中国科学院遗传与发育生物学研究所韩方普实验室前期选择了若干玉米减数分裂特异基因的启动子用于驱动Cas9基因的表达,希望在配子中实现高效的基因组编辑,从而在T1代获得大量纯合或双等位的突变体。其中用到的一个为玉米DMC1基因启动子,构建了DPC(DMC1 promoter-controlled) CRISPR-Cas9载体系统,用该载体系统转化玉米幼胚后,结果意外发现:凡是抗性愈伤组织靶位点均发生基因组编辑,另一个非常有趣的结果是:T0代植株中出现60-70%左右的纯合或双等位的突变体,其余为杂合或嵌合的突变体植株。并且这些纯合或双等位突变体植株(再生自一个抗性愈伤组织)含有不同的突变allele类型。通过对多个基因靶点(包括一个标记基因zb7,突变能产生白化的表型)的编辑实验,验证了该载体系统的高效性(下图为对玉米zb7基因靶点的编辑)。这一技术对韩方普研究组研究细胞分裂突变体的基因功能提供了非常快速高效的方法,当代纯合或嵌合突变体就可以直接观察细胞学及染色体行为与功能。此外,也证实了产生的突变能够稳定遗传到T1代,并且新的突变allele类型在T1代也被发现。通过全基因组测序分析,在预测的1000多个潜在脱靶位点没有发现脱靶突变。由于DMC1基因在进化中非常保守,该基因的启动子也可能有潜力在别的植物中发挥类似的作用,虽然科学家在小麦中的初步尝试结果不甚理想。

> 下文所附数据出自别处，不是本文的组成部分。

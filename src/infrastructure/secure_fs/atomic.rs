//! Size-limited reads and crash-safe atomic writes.

use std::fs::{self, File};
use std::io::{ErrorKind, Read, Write};
use std::path::Path;

use crate::domain::{backup_path_for, AppError, ResourceKind, Result, TextEncoding};

use super::{set_mode, SecureFileOps, DEFAULT_FILE_MODE};

/// Options for `SecureFileOps::write`.
#[derive(Debug, Clone)]
pub struct WriteOptions<'a> {
    /// Copy an existing target to `<path>.backup` first.
    pub create_backup: bool,
    pub encoding: TextEncoding,
    /// Permission bits applied before the file becomes visible.
    pub mode: u32,
    pub allowed_extensions: Option<&'a [&'a str]>,
}

impl Default for WriteOptions<'_> {
    fn default() -> Self {
        Self {
            create_backup: true,
            encoding: TextEncoding::Utf8,
            mode: DEFAULT_FILE_MODE,
            allowed_extensions: None,
        }
    }
}

impl SecureFileOps {
    /// Read a text file, enforcing existence, type, size and readability.
    ///
    /// `max_size` defaults to the configuration-file ceiling.
    ///
    /// # Errors
    /// Returns a validation error if a scoped instance is asked for a path
    /// outside its base, otherwise a resource error whose reason is one of
    /// "not found", "not a file", "too large", "not readable" or "decode error".
    pub fn read(&self, path: &Path, max_size: Option<u64>, encoding: TextEncoding) -> Result<String> {
        let path = self.scoped(path);
        self.check_scope(&path)?;
        let max = max_size.unwrap_or(self.limits.max_config_bytes);

        let metadata = fs::metadata(&path).map_err(|e| read_error(&path, e))?;
        if !metadata.is_file() {
            return Err(AppError::resource(
                ResourceKind::NotAFile,
                &path,
                format!("{} is not a regular file", path.display()),
            ));
        }
        if metadata.len() > max {
            return Err(too_large(&path, metadata.len(), max));
        }

        let file = File::open(&path).map_err(|e| read_error(&path, e))?;
        let mut bytes = Vec::new();
        // Guard against the file growing after the metadata check.
        file.take(max + 1)
            .read_to_end(&mut bytes)
            .map_err(|e| read_error(&path, e))?;
        let read_len = bytes.len() as u64;
        if read_len > max {
            return Err(too_large(&path, read_len, max));
        }

        encoding.decode(bytes).map_err(|reason| {
            AppError::resource(
                ResourceKind::DecodeError,
                &path,
                format!("Encoding error in {}: {reason}", path.display()),
            )
        })
    }

    /// Encode and atomically write `content` to `path`.
    ///
    /// # Errors
    /// Validation, size and write failures. The target is only ever touched
    /// by the final rename, so on error it is unchanged.
    pub fn write(&self, path: &Path, content: &str, options: &WriteOptions<'_>) -> Result<()> {
        let bytes = options.encoding.encode(content)?;
        self.write_bytes(path, &bytes, options)
    }

    /// Atomically write raw bytes to `path`.
    ///
    /// # Errors
    /// See [`SecureFileOps::write`].
    pub fn write_bytes(&self, path: &Path, bytes: &[u8], options: &WriteOptions<'_>) -> Result<()> {
        self.write_staged(path, bytes, options, |_| Ok(()))
    }

    /// The write pipeline. `before_commit` runs after the temp file is fully
    /// written and chmodded, immediately before the rename.
    pub(crate) fn write_staged<F>(
        &self,
        path: &Path,
        bytes: &[u8],
        options: &WriteOptions<'_>,
        before_commit: F,
    ) -> Result<()>
    where
        F: FnOnce(&Path) -> std::io::Result<()>,
    {
        let path = self.scoped(path);
        self.check_path(&path, options.allowed_extensions)?;

        let max = self.limits.max_config_bytes;
        if bytes.len() as u64 > max {
            return Err(AppError::resource(
                ResourceKind::TooLarge,
                &path,
                format!("Content too large: {} bytes (max: {max})", bytes.len()),
            ));
        }

        let parent = match path.parent() {
            Some(p) if !p.as_os_str().is_empty() => p.to_path_buf(),
            _ => std::path::PathBuf::from("."),
        };
        fs::create_dir_all(&parent).map_err(|e| {
            AppError::io(format!("Failed to create directory {}", parent.display()), e)
        })?;

        if options.create_backup && path.exists() {
            let backup = backup_path_for(&path);
            if let Err(e) = fs::copy(&path, &backup) {
                tracing::warn!(
                    path = %path.display(),
                    backup = %backup.display(),
                    error = %e,
                    "Could not create backup, continuing with write"
                );
            }
        }

        // Same directory as the target so the final rename stays on one filesystem.
        // Dropping the temp file on any error below removes it from disk.
        let mut temp = tempfile::Builder::new()
            .prefix(".blastdock-")
            .suffix(".tmp")
            .tempfile_in(&parent)
            .map_err(|e| write_error(&path, "Failed to create temporary file", e))?;

        fill(&mut temp, bytes)
            .map_err(|e| write_error(&path, "Failed to write temporary file", e))?;

        set_mode(temp.path(), options.mode)
            .map_err(|e| write_error(&path, "Failed to set permissions on temporary file", e))?;

        before_commit(temp.path())
            .map_err(|e| write_error(&path, "Failed to prepare temporary file", e))?;

        temp.persist(&path)
            .map_err(|e| write_error(&path, "Failed to replace target file", e.error))?;

        tracing::debug!(path = %path.display(), bytes = bytes.len(), "File written");
        Ok(())
    }
}

fn fill(temp: &mut tempfile::NamedTempFile, bytes: &[u8]) -> std::io::Result<()> {
    temp.write_all(bytes)?;
    temp.flush()?;
    temp.as_file().sync_all()
}

fn read_error(path: &Path, err: std::io::Error) -> AppError {
    let (kind, message) = match err.kind() {
        ErrorKind::NotFound => (ResourceKind::NotFound, "File does not exist"),
        ErrorKind::PermissionDenied => (ResourceKind::NotReadable, "File is not readable"),
        ErrorKind::InvalidData => (ResourceKind::DecodeError, "Encoding error"),
        _ => (ResourceKind::NotReadable, "Failed to read file"),
    };
    AppError::resource_io(kind, path, format!("{message}: {}", path.display()), err)
}

fn write_error(path: &Path, context: &str, err: std::io::Error) -> AppError {
    AppError::resource_io(
        ResourceKind::WriteFailed,
        path,
        format!("{context} for {}: {err}", path.display()),
        err,
    )
}

fn too_large(path: &Path, size: u64, max: u64) -> AppError {
    AppError::resource(
        ResourceKind::TooLarge,
        path,
        format!("File too large: {size} bytes (max: {max})"),
    )
}
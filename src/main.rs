//! BlastDock Config - secure file persistence and profile-scoped configuration.
//!
//! Every file this tool touches goes through path validation first. Writes are
//! atomic, copies detect sources that vanish mid-operation, and configuration
//! profiles are backed up before they are overwritten.
//!
//! QUICK START:
//!   blastdock-config config show                 # Active profile
//!   blastdock-config config set log_level DEBUG  # Change a setting
//!   blastdock-config config switch staging       # Use another profile
//!   blastdock-config audit compose.yml           # Permission report
//!   blastdock-config scan ~/.blastdock --json    # Recursive security scan

mod application;
mod cli;
mod domain;
mod infrastructure;

use std::io::Read;
use std::path::Path;

use clap::Parser;
use colored::Colorize;
use tracing_subscriber::{fmt, prelude::*, EnvFilter};

use application::{
    format_file_record, format_json, format_profiles_table, format_scan_result, format_value,
    ConfigManager, OutputFormat,
};
use cli::{parse_setting_value, Cli, Commands, ConfigCommands};
use domain::{AppConfig, AppError, BackupManager, ProfileState};
use infrastructure::{
    ensure_config_exists, load_config, save_config, FileBackupManager, SecureFileOps,
    TomlProfileStore, WriteOptions,
};

type Manager = ConfigManager<TomlProfileStore, FileBackupManager>;

fn main() {
    let cli = Cli::parse();

    // Setup logging based on verbosity
    setup_logging(cli.verbose);

    if let Err(e) = run(cli) {
        eprintln!("{} {}", "Error:".red().bold(), e);
        std::process::exit(exit_code(&e));
    }
}

/// Main application logic.
fn run(cli: Cli) -> domain::Result<()> {
    let config = load_config(cli.data_dir.as_deref())?;
    ensure_config_exists(&config)?;

    let format = cli.output_format().map_err(AppError::validation)?;

    let mut ops = SecureFileOps::new(config.limits);
    if let Some(base) = cli.base_dir {
        ops = ops.with_base_dir(base);
    }

    match cli.command {
        Commands::Validate { path, kind } => {
            cmd_validate(&ops, &path, kind.and_then(cli::FileKind::allowed_extensions), format)?;
        }
        Commands::Read {
            path,
            kind,
            encoding,
        } => {
            let content = ops.read(&path, Some(kind.max_size(ops.limits())), encoding)?;
            print!("{content}");
        }
        Commands::Write {
            path,
            content,
            no_backup,
            mode,
            encoding,
        } => {
            let content = match content {
                Some(content) => content,
                None => read_stdin()?,
            };
            let options = WriteOptions {
                create_backup: !no_backup,
                encoding,
                mode,
                ..WriteOptions::default()
            };
            ops.write(&path, &content, &options)?;
            println!("{} Wrote {}", "✓".green().bold(), path.display());
        }
        Commands::Copy {
            source,
            destination,
            preserve,
        } => {
            let bytes = ops.copy(&source, &destination, preserve)?;
            println!(
                "{} Copied {} → {} ({})",
                "✓".green().bold(),
                source.display(),
                destination.display(),
                application::format_bytes(bytes)
            );
        }
        Commands::Delete { path, secure } => {
            ops.delete(&path, secure)?;
            let how = if secure { "Securely deleted" } else { "Deleted" };
            println!("{} {how} {}", "✓".green().bold(), path.display());
        }
        Commands::Hash { path, algorithm } => {
            let digest = ops.hash(&path, algorithm)?;
            println!("{digest}  {}", path.display());
        }
        Commands::Verify {
            path,
            expected,
            algorithm,
        } => {
            ops.verify(&path, &expected, algorithm)?;
            println!("{} {} ({algorithm})", "✓".green().bold(), path.display());
        }
        Commands::Audit { path } => {
            let record = ops.audit_permissions(&path)?;
            match format {
                OutputFormat::Json => println!("{}", format_json(&record).map_err(json_error)?),
                OutputFormat::Table => println!("{}", format_file_record(&record)),
            }
        }
        Commands::Scan { path } => {
            let result = ops.scan_directory(&path)?;
            match format {
                OutputFormat::Json => println!("{}", format_json(&result).map_err(json_error)?),
                OutputFormat::Table => println!("{}", format_scan_result(&result)),
            }
        }
        Commands::SecurePerms { path } => {
            ops.set_secure_permissions(&path, path.is_dir())?;
            println!("{} Secured {}", "✓".green().bold(), path.display());
        }
        Commands::Mkdir { path, mode } => {
            ops.create_secure_directory(&path, mode)?;
            println!("{} Created {} ({mode:o})", "✓".green().bold(), path.display());
        }
        Commands::TempDir => {
            let dir = SecureFileOps::create_temp_dir()?;
            println!("{}", dir.display());
        }
        Commands::CleanTemp { path } => {
            if SecureFileOps::cleanup_temp_dir(&path)? {
                println!("{} Removed {}", "✓".green().bold(), path.display());
            } else {
                println!("{} Nothing removed at {}", "!".yellow().bold(), path.display());
            }
        }
        Commands::Config(command) => {
            cmd_config(config, cli.profile.as_deref(), command, format)?;
        }
    }

    Ok(())
}

/// Validate a path and report the outcome.
fn cmd_validate(
    ops: &SecureFileOps,
    path: &Path,
    allowed: Option<&[&str]>,
    format: OutputFormat,
) -> domain::Result<()> {
    let outcome = ops.validate(path, allowed);
    if format == OutputFormat::Json {
        println!("{}", format_json(&outcome).map_err(json_error)?);
        return Ok(());
    }
    outcome.into_result()?;
    println!("{} {} is safe", "✓".green().bold(), path.display());
    Ok(())
}

/// Open the manager on the requested (or default) profile.
fn open_manager(config: &AppConfig, profile: Option<&str>) -> domain::Result<Manager> {
    let store = TomlProfileStore::open(config.profiles_dir(), config.limits)?;
    let backups = FileBackupManager::new(store.dir(), store.ops().clone());
    let profile = profile.unwrap_or(&config.profiles.default_profile);
    ConfigManager::open(store, backups, profile, config.profiles.auto_save)
}

/// Persist pending edits when auto-save did not already do it.
fn flush(manager: &mut Manager) -> domain::Result<()> {
    if manager.state() == ProfileState::Dirty {
        manager.save()?;
    }
    Ok(())
}

fn require_confirmation(manager: &Manager, confirmed: bool, action: &str) -> domain::Result<()> {
    if manager.should_confirm_destructive_operations() && !confirmed {
        return Err(AppError::validation(format!(
            "Refusing to {action} without --yes (confirm_destructive_operations is enabled)"
        )));
    }
    Ok(())
}

/// Configuration profile commands.
fn cmd_config(
    mut config: AppConfig,
    profile: Option<&str>,
    command: ConfigCommands,
    format: OutputFormat,
) -> domain::Result<()> {
    let mut manager = open_manager(&config, profile)?;
    let active = manager
        .profile_name()
        .map(str::to_string)
        .unwrap_or_default();

    match command {
        ConfigCommands::Show => {
            let document = manager.config()?;
            match format {
                OutputFormat::Json => println!("{}", format_json(document).map_err(json_error)?),
                OutputFormat::Table => {
                    let body = toml::to_string_pretty(document).map_err(|e| {
                        AppError::config(format!("Failed to serialize profile: {e}"))
                    })?;
                    println!("{} {}", "📄 Profile".bold(), active.cyan());
                    println!(
                        "  Auto-generate passwords: {}",
                        yes_no(manager.should_auto_generate_passwords())
                    );
                    println!(
                        "  Confirm destructive operations: {}",
                        yes_no(manager.should_confirm_destructive_operations())
                    );
                    println!();
                    println!("{body}");
                }
            }
        }
        ConfigCommands::Get { key } => {
            let value = manager
                .get_setting(&key)?
                .ok_or_else(|| AppError::config(format!("Setting '{key}' is not set")))?;
            println!("{}", format_value(&value));
        }
        ConfigCommands::Set { key, value } => {
            manager.set_setting(&key, parse_setting_value(&value))?;
            flush(&mut manager)?;
            println!("{} {key} updated in profile '{active}'", "✓".green().bold());
        }
        ConfigCommands::Port { service } => {
            let port = manager.default_port(&service).ok_or_else(|| {
                AppError::config(format!("No default port configured for '{service}'"))
            })?;
            println!("{port}");
        }
        ConfigCommands::Switch { profile: target } => {
            manager.switch_profile(&target)?;
            config.profiles.default_profile = target.clone();
            save_config(&config)?;
            println!(
                "{} Switched from '{active}' to '{}'",
                "✓".green().bold(),
                target.cyan()
            );
        }
        ConfigCommands::Profiles => {
            let store = manager.persistence();
            let profiles = store
                .list_profiles()?
                .into_iter()
                .map(|name| -> domain::Result<_> {
                    let backup = manager.backups().latest_backup(&name)?;
                    Ok((name, backup))
                })
                .collect::<domain::Result<Vec<_>>>()?;

            match format {
                OutputFormat::Json => {
                    let names: Vec<&String> = profiles.iter().map(|(name, _)| name).collect();
                    println!("{}", format_json(&names).map_err(json_error)?);
                }
                OutputFormat::Table => {
                    println!("{}", format_profiles_table(&profiles, Some(active.as_str())));
                }
            }
        }
        ConfigCommands::Delete { profile: target, yes } => {
            require_confirmation(&manager, yes, "delete a profile")?;
            manager.delete_profile(&target)?;
            println!("{} Deleted profile '{target}'", "✓".green().bold());
        }
        ConfigCommands::Backup => {
            let entry = manager.backups().create_backup(&active, manager.config()?)?;
            println!(
                "{} Backed up '{active}' to {}",
                "✓".green().bold(),
                entry.backup_path.display()
            );
        }
        ConfigCommands::Restore => {
            let restored = manager.backups().restore_backup(&active)?;
            manager.update(|document| {
                *document = restored;
                Ok(())
            })?;
            flush(&mut manager)?;
            println!("{} Restored '{active}' from backup", "✓".green().bold());
        }
        ConfigCommands::Reset { yes } => {
            require_confirmation(&manager, yes, "reset a profile")?;
            manager.reset_to_defaults()?;
            flush(&mut manager)?;
            println!("{} Reset '{active}' to defaults", "✓".green().bold());
        }
    }

    Ok(())
}

fn yes_no(value: bool) -> colored::ColoredString {
    if value {
        "yes".green()
    } else {
        "no".yellow()
    }
}

fn read_stdin() -> domain::Result<String> {
    let mut content = String::new();
    std::io::stdin()
        .read_to_string(&mut content)
        .map_err(|e| AppError::io("Failed to read stdin", e))?;
    Ok(content)
}

/// Filesystem resource failures (including races) exit with 2, everything else with 1.
const fn exit_code(error: &AppError) -> i32 {
    if error.is_resource() {
        2
    } else {
        1
    }
}

fn json_error(e: serde_json::Error) -> AppError {
    AppError::config(format!("Failed to serialize output: {e}"))
}

/// Setup tracing/logging based on verbosity level.
fn setup_logging(verbosity: u8) {
    let filter = match verbosity {
        0 => "warn",
        1 => "info",
        2 => "debug",
        _ => "trace",
    };

    let filter = EnvFilter::try_from_default_env().unwrap_or_else(|_| EnvFilter::new(filter));

    tracing_subscriber::registry()
        .with(fmt::layer().with_target(false).without_time())
        .with(filter)
        .init();
}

该研究成果于2018年3月23日在线发表于Plant Biotechnology Journal杂志上(DOI:10.1111/pbi.12920)。韩方普研究组博士生冯超为该论文的第一作者,该研究得到转基因重大专项及科技部育种专项的资助。
图:利用DPC CRISPR/Cas9系统编辑玉米zb7基因
A. zb7基因结构、靶位点和DPC CRISPR/Cas9 载体模式图; B. 编辑zb7基因获得的T0代植株表型; C. 部分T0代突变植株基因型鉴定的结果。